そこで定期的な承認実績が必要になるのですが、先日のアップデートで「ベースライン承認者」という機能が追加されました。
ベースラインと言われると難しいのですが、要はテスト承認リクエストを管理者が送信できるようになります。
これによって定期的にテスト承認にチームが応答できるかを確認することでチームの健全性を保つことが出来るという運用のための機能みたいです。
ベースライン承認機能を使ってみる
チーム詳細画面の上部のアクションボタンに「ベースライン承認者」というボタンが追加されていまして、こちらから開始できます。

このボタンを押すと次のようにチーム内に所属しているユーザーの中からベースライン承認者を複数選択することができます。

全員選択することもできたのですが、今回は以下の3名を選択してみました。
チームの最低承認者数は関係ないみたいで、1名以上選択していれば送信ボタンが押せました。

上記ボタンを押すとすぐにリクエストが送信されます。ベースラインセッション中かどうかはマネジメントコンソール上からは確認は出来ませんでしたが、指定した承認者には次のようなメールが送信されていました。


オペレーションリクエストに応答するボタンを押すとマルチパーティ承認ポータルに遷移し、リクエストへ応答することが出来ます。
ベースラインリクエストの場合は「拒否」操作はできないようです。

自分ひとりが応答しただけだと、自分の応答は「承認済み」になりますが、リクエストステータスは「保留中」になっています。

このチームのしきい値は2だったのですが、2名が承認応答してもステータスは承認済みになりませんでした。
しかし、ベースラインリクエストを送信した全員が応答すると、次のように承認済みとなりました。これによってチームの健全性が確認できるという感じみたいですね。レポートにどう出力されるのか別途確認してみたい。

なお、ベースライン承認に応答した承認者はユーザー上で最終アクティビティが次のように更新されます。なるほどね。

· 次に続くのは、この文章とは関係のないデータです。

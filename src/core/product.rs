//! In-memory product graph: bands, tie-point grids, masks, sample codings,
//! metadata and geocodings

use crate::core::geocoding::{AffineTransform, Discontinuity, GeoCoding, Placemark};
use crate::core::metadata::MetadataElement;
use crate::types::{Color, DataType, DimapError, DimapResult, RasterNodeId};
use chrono::NaiveDateTime;
use ndarray::Array2;
use serde::{Deserialize, Serialize};
use std::path::PathBuf;
use std::sync::Arc;

#[derive(Debug, Clone, Copy, PartialEq, Eq, Serialize, Deserialize)]
pub enum SampleCodingKind {
    Flag,
    Index,
}

#[derive(Debug, Clone, PartialEq, Serialize, Deserialize)]
pub struct CodingEntry {
    pub name: String,
    pub value: i32,
    pub description: String,
}

/// Named flag or index enumeration referenced by integer bands
#[derive(Debug, Clone, PartialEq, Serialize, Deserialize)]
pub struct SampleCoding {
    pub name: String,
    pub kind: SampleCodingKind,
    pub entries: Vec<CodingEntry>,
}

impl SampleCoding {
    pub fn new(name: &str, kind: SampleCodingKind) -> Self {
        Self {
            name: name.to_string(),
            kind,
            entries: Vec::new(),
        }
    }

    pub fn add_entry(&mut self, name: &str, value: i32, description: &str) {
        self.entries.push(CodingEntry {
            name: name.to_string(),
            value,
            description: description.to_string(),
        });
    }

    pub fn entry(&self, name: &str) -> Option<&CodingEntry> {
        self.entries.iter().find(|e| e.name == name)
    }
}

#[derive(Debug, Clone, PartialEq, Serialize, Deserialize)]
pub enum MaskKind {
    /// Band-maths predicate
    Maths { expression: String },
    /// `minimum <= raster <= maximum`
    Range {
        raster: String,
        minimum: f64,
        maximum: f64,
    },
}

#[derive(Debug, Clone, PartialEq, Serialize, Deserialize)]
pub struct Mask {
    pub name: String,
    pub description: String,
    pub color: Color,
    pub transparency: f64,
    pub width: usize,
    pub height: usize,
    pub kind: MaskKind,
}

impl Mask {
    pub fn maths(name: &str, expression: &str, width: usize, height: usize) -> Self {
        Self {
            name: name.to_string(),
            description: String::new(),
            color: Color::RED,
            transparency: 0.5,
            width,
            height,
            kind: MaskKind::Maths {
                expression: expression.to_string(),
            },
        }
    }

    /// Expression-like text of the mask, used for compatibility checks
    pub fn expression(&self) -> String {
        match &self.kind {
            MaskKind::Maths { expression } => expression.clone(),
            MaskKind::Range { raster, .. } => raster.clone(),
        }
    }
}

/// Neighbourhood kernel of a filter band
#[derive(Debug, Clone, PartialEq, Serialize, Deserialize)]
pub struct Kernel {
    pub width: usize,
    pub height: usize,
    pub x_origin: usize,
    pub y_origin: usize,
    pub factor: f64,
    pub data: Vec<f64>,
}

impl Kernel {
    /// Square all-ones structuring element with a centred origin
    pub fn square(size: usize) -> Self {
        Self {
            width: size,
            height: size,
            x_origin: size / 2,
            y_origin: size / 2,
            factor: 1.0,
            data: vec![1.0; size * size],
        }
    }
}

#[derive(Debug, Clone, PartialEq, Serialize, Deserialize)]
pub enum FilterOperation {
    /// Statistical operator (MEAN, MEDIAN, MIN, MAX, ...) over a structuring element
    General { op_type: String, kernel: Kernel },
    Convolution { kernel: Kernel },
}

#[derive(Debug, Clone, PartialEq, Serialize, Deserialize)]
pub struct FilterBandInfo {
    pub source: String,
    pub operation: FilterOperation,
}

#[derive(Debug, Clone, PartialEq, Serialize, Deserialize)]
pub enum BandKind {
    Stored,
    Virtual { expression: String },
    Filter(FilterBandInfo),
}

/// Where a raster node's binary payload lives
#[derive(Debug, Clone, PartialEq, Eq, Default)]
pub enum SidecarState {
    #[default]
    Unbound,
    Bound(PathBuf),
    /// Declared but missing, unreadable or too short
    Unreadable(PathBuf),
}

impl SidecarState {
    pub fn path(&self) -> Option<&PathBuf> {
        match self {
            SidecarState::Unbound => None,
            SidecarState::Bound(p) | SidecarState::Unreadable(p) => Some(p),
        }
    }
}

#[derive(Debug, Clone, Default, PartialEq, Serialize, Deserialize)]
pub struct Stx {
    pub minimum: f64,
    pub maximum: f64,
    pub mean: f64,
    pub std_dev: f64,
    pub resolution_level: i32,
    pub histogram: Vec<i64>,
}

#[derive(Debug, Clone, PartialEq, Serialize, Deserialize)]
pub struct PalettePoint {
    pub sample: f64,
    pub label: Option<String>,
    pub color: Color,
}

/// Display settings of a band
#[derive(Debug, Clone, PartialEq, Serialize, Deserialize)]
pub struct ImageInfo {
    pub palette: Vec<PalettePoint>,
    pub no_data_color: Option<Color>,
    pub histogram_matching: String,
}

impl Default for ImageInfo {
    fn default() -> Self {
        Self {
            palette: Vec::new(),
            no_data_color: None,
            histogram_matching: "None".to_string(),
        }
    }
}

#[derive(Debug, Clone, Default, PartialEq, Serialize, Deserialize)]
pub struct SpectralInfo {
    pub wavelength: f64,
    pub bandwidth: f64,
    pub solar_flux: f64,
    pub spectral_band_index: Option<i32>,
}

/// A band raster node
#[derive(Debug, Clone)]
pub struct Band {
    pub name: String,
    pub description: Option<String>,
    pub unit: Option<String>,
    pub data_type: DataType,
    pub width: usize,
    pub height: usize,
    pub scaling_factor: f64,
    pub scaling_offset: f64,
    pub log10_scaled: bool,
    pub no_data_value_used: bool,
    pub no_data_value: f64,
    pub valid_pixel_expression: Option<String>,
    /// Name of a flag or index coding owned by the product
    pub sample_coding: Option<String>,
    pub geocoding: Option<Arc<GeoCoding>>,
    pub kind: BandKind,
    pub spectral: SpectralInfo,
    pub image_info: Option<ImageInfo>,
    pub stx: Option<Stx>,
    pub overlay_masks: Vec<String>,
    pub ancillary_variables: Vec<String>,
    pub ancillary_relations: Vec<String>,
    pub image_to_model: Option<AffineTransform>,
    pub modified: bool,
    /// Generated by the reader rather than stored in the product
    pub synthetic: bool,
    pub sidecar: SidecarState,
}

impl Band {
    pub fn new(name: &str, data_type: DataType, width: usize, height: usize) -> Self {
        Self {
            name: name.to_string(),
            description: None,
            unit: None,
            data_type,
            width,
            height,
            scaling_factor: 1.0,
            scaling_offset: 0.0,
            log10_scaled: false,
            no_data_value_used: false,
            no_data_value: 0.0,
            valid_pixel_expression: None,
            sample_coding: None,
            geocoding: None,
            kind: BandKind::Stored,
            spectral: SpectralInfo::default(),
            image_info: None,
            stx: None,
            overlay_masks: Vec::new(),
            ancillary_variables: Vec::new(),
            ancillary_relations: Vec::new(),
            image_to_model: None,
            modified: true,
            synthetic: false,
            sidecar: SidecarState::Unbound,
        }
    }

    pub fn virtual_band(name: &str, data_type: DataType, width: usize, height: usize, expression: &str) -> Self {
        let mut band = Self::new(name, data_type, width, height);
        band.kind = BandKind::Virtual {
            expression: expression.to_string(),
        };
        band
    }

    pub fn filter_band(name: &str, width: usize, height: usize, info: FilterBandInfo) -> Self {
        let mut band = Self::new(name, DataType::Float32, width, height);
        band.no_data_value_used = true;
        band.no_data_value = f64::NAN;
        band.kind = BandKind::Filter(info);
        band
    }

    /// Has a binary payload of its own
    pub fn is_stored(&self) -> bool {
        matches!(self.kind, BandKind::Stored)
    }

    pub fn is_virtual(&self) -> bool {
        matches!(self.kind, BandKind::Virtual { .. })
    }

    pub fn is_filter(&self) -> bool {
        matches!(self.kind, BandKind::Filter(_))
    }

    pub fn expression(&self) -> Option<&str> {
        match &self.kind {
            BandKind::Virtual { expression } => Some(expression),
            _ => None,
        }
    }

    /// Convert a raw sample to its geophysical value
    pub fn scale(&self, raw: f64) -> f64 {
        let v = raw * self.scaling_factor + self.scaling_offset;
        if self.log10_scaled {
            10f64.powf(v)
        } else {
            v
        }
    }

    pub fn is_scaled(&self) -> bool {
        self.scaling_factor != 1.0 || self.scaling_offset != 0.0 || self.log10_scaled
    }
}

/// Coarse raster sampled on a regular sub-grid of the scene
#[derive(Debug, Clone)]
pub struct TiePointGrid {
    pub name: String,
    pub description: Option<String>,
    pub unit: Option<String>,
    pub data_type: DataType,
    pub grid_width: usize,
    pub grid_height: usize,
    pub offset_x: f64,
    pub offset_y: f64,
    pub sub_sampling_x: f64,
    pub sub_sampling_y: f64,
    pub discontinuity: Discontinuity,
    /// Grid values, `grid_height` rows by `grid_width` columns
    pub data: Option<Arc<Array2<f32>>>,
    pub overlay_masks: Vec<String>,
    pub modified: bool,
    pub sidecar: SidecarState,
}

impl TiePointGrid {
    pub fn new(
        name: &str,
        grid_width: usize,
        grid_height: usize,
        offset_x: f64,
        offset_y: f64,
        sub_sampling_x: f64,
        sub_sampling_y: f64,
    ) -> Self {
        Self {
            name: name.to_string(),
            description: None,
            unit: None,
            data_type: DataType::Float32,
            grid_width,
            grid_height,
            offset_x,
            offset_y,
            sub_sampling_x,
            sub_sampling_y,
            discontinuity: Discontinuity::None,
            data: None,
            overlay_masks: Vec::new(),
            modified: true,
            sidecar: SidecarState::Unbound,
        }
    }

    /// Attach grid values; the shape must match the grid dimensions
    pub fn with_data(mut self, data: Array2<f32>) -> DimapResult<Self> {
        self.set_data(data)?;
        Ok(self)
    }

    pub fn set_data(&mut self, data: Array2<f32>) -> DimapResult<()> {
        if data.dim() != (self.grid_height, self.grid_width) {
            return Err(DimapError::Format(format!(
                "tie-point grid '{}' expects {}x{} values, got {}x{}",
                self.name,
                self.grid_width,
                self.grid_height,
                data.ncols(),
                data.nrows()
            )));
        }
        self.data = Some(Arc::new(data));
        self.modified = true;
        Ok(())
    }

    pub fn is_cyclic(&self) -> bool {
        self.discontinuity != Discontinuity::None
    }
}

/// Geo-referenced raster data product
#[derive(Debug, Clone)]
pub struct Product {
    pub name: String,
    pub product_type: String,
    pub description: Option<String>,
    scene_width: usize,
    scene_height: usize,
    pub start_time: Option<NaiveDateTime>,
    pub stop_time: Option<NaiveDateTime>,
    pub auto_grouping: Option<String>,
    pub quicklook_band: Option<String>,
    pub producer: Option<String>,
    bands: Vec<Band>,
    tie_point_grids: Vec<TiePointGrid>,
    masks: Vec<Mask>,
    sample_codings: Vec<SampleCoding>,
    pub metadata: MetadataElement,
    pub scene_geocoding: Option<Arc<GeoCoding>>,
    pub gcps: Vec<Placemark>,
    /// File names of vector layers under `vector_data/`
    pub vector_data: Vec<String>,
    pending_removals: Vec<RasterNodeId>,
    pub file_location: Option<PathBuf>,
}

このベースラインセッションは24時間有効です。まだ応答できてないセッション中の承認者は追加のベースラインセッションで選択できないので注意してください。

さいごに
本日はマルチパーティ承認で管理者が無効なユーザーを特定するためのベースライン承認者機能が追加されたので使ってみました。
ベースラインへの応答が必要になるので運用上のユーザー負担が若干ありますが、定期的(90日以内)にこの機能でチームの健全性を更新し続けるのが望ましいですね。
本来であれば定期的なエアギャップボールトからの復旧テストを通すことが望ましいですがまずまず大変なので、例えば1年に一度復旧テストをしつつチームの健全性更新だけは2ヶ月に1回行うとか、そんな運用が出来そうです。